As I read the book, though, I noticed Hendrix mention one writer whom he does not mock: Michael McDowell. Rather, Hendrix uncharacteristically bestows a bit of praise on this particular novelist, which made me curious as to why I had never heard of the dude. 

As it turns out, most people haven’t heard of McDowell, even though he was a very respected paperback fiction writer (Stephen King called him one of the best) as well as a successful screenwriter (he wrote the screenplays for Beetlejuice and The Nightmare before Christmas, as well as a lot of TV shows). I, especially, should have heard of McDowell considering he was, like me, a Southern writer—from the Gulf Coast of Alabama, not far from where I spent my summers in Pass Christian, Mississippi. He was also a writer who tried to blend a literary sensibility with an appreciation of genre narrative, which is an achievement which I admire.
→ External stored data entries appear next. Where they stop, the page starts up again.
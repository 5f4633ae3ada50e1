//! Execution context passed explicitly to training and evaluation

use rand::rngs::StdRng;
use rand::SeedableRng;
use serde::{Deserialize, Serialize};

/// Compute device
#[derive(Debug, Clone, Copy, Default, PartialEq, Eq, Serialize, Deserialize)]
#[serde(rename_all = "lowercase")]
#[non_exhaustive]
pub enum Device {
    /// Host processor
    #[default]
    Cpu,
}

/// Process-wide choices made once at startup
#[derive(Debug, Clone, Default, Serialize, Deserialize)]
#[serde(default)]
pub struct ExecutionContext {
    /// Device computations run on
    pub device: Device,
    /// Seed for every random draw; fresh entropy when unset
    pub seed: Option<u64>,
}

impl ExecutionContext {
    /// CPU context with a fixed seed
    #[must_use]
    pub fn seeded(seed: u64) -> Self {
        Self {
            device: Device::Cpu,
            seed: Some(seed),
        }
    }

    /// Random number generator for this context
    #[must_use]
    pub fn rng(&self) -> StdRng {
        self.rng_for(0)
    }

    /// Generator for one named use of randomness, independent of the other streams
    #[must_use]
    pub fn rng_for(&self, stream: u64) -> StdRng {
        match self.seed {
            Some(seed) => StdRng::seed_from_u64(seed ^ stream.wrapping_mul(0x9E37_79B9_7F4A_7C15)),
            None => StdRng::from_entropy(),
        }
    }
}

#[cfg(test)]
mod tests {
    use super::*;
    use rand::Rng;

    #[test]
    fn seeded_contexts_repeat() {
        let ctx = ExecutionContext::seeded(7);
        let a: Vec<u32> = (0..4).map(|_| ctx.rng().gen()).collect();
        let mut rng = ctx.rng();
        let first: u32 = rng.gen();
        assert!(a.iter().all(|&v| v == first));
    }

    #[test]
    fn streams_differ() {
        let ctx = ExecutionContext::seeded(7);
        let a: u64 = ctx.rng_for(1).gen();
        let b: u64 = ctx.rng_for(2).gen();
        assert_ne!(a, b);
        assert_eq!(a, ctx.rng_for(1).gen::<u64>());
    }
}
McDowell died in 1999, a latter casualty of the AIDS epidemic in America, just a few years before reliable HIV treatments came into common use. In the years since, his reputation seems to have grown, steadily if slowly, to the point where he is now considered a forgotten master. I was surprised to find an e-book edition of his most famous novel, The Elementals, on my local library’s Overdrive site, and I immediately checked it out and tore into it.

It’s definitely worth the read. Set in Alabama, it tells the story of a two wealthy, intermarried families: the Savages, with matriarch Marian and her adult son, Dauphin; and the McCrays, with matriarch Big Barbara and her adult children, Luker (who has a thirteen-year-old daughter, India) and Leigh (who is married to Dauphin Savage). At the start of the book, Marian has just died and the rest of the blended family is attending her funeral:

In the middle of a desolate Wednesday afternoon in the last sweltering days of May, a handful of mourners were gathered in the church dedicated to St. Jude Thaddeus in Mobile, Alabama. The air conditioning in the small sanctuary sometimes covered the noise of traffic at the intersection outside, but occasionally it did not, and the strident honking of an automobile horn would sound above the organ music like a mutilated stop. The space was dim, damply cool, and stank of refrigerated flowers. Two dozen enormous and very expensive arrangements had been set in converging lines behind the altar. A massive blanket of silver roses lay draped across the light-blue casket, and there were petals scattered over the white satin interior. In the coffin was the body of a woman no more than fifty-five. Her features were squarish and set; the lines that ran from the corners of her mouth to her jaw were deep-plowed. Marian Savage had not been overtaken happily.

Even for a funeral, it’s a very dreary and ominous affair. Yet it gets worse when, at one pre-arranged moment, Dauphin rises and stabs a ritual knife into his dead mother’s chest. Yeah, it’s that kind of book. The fact that McDowell can pull it off and still maintain a high-level of physical and emotional realism—not to mention vivid, sharp writing, as in the passage above—is a testament to his mastery. 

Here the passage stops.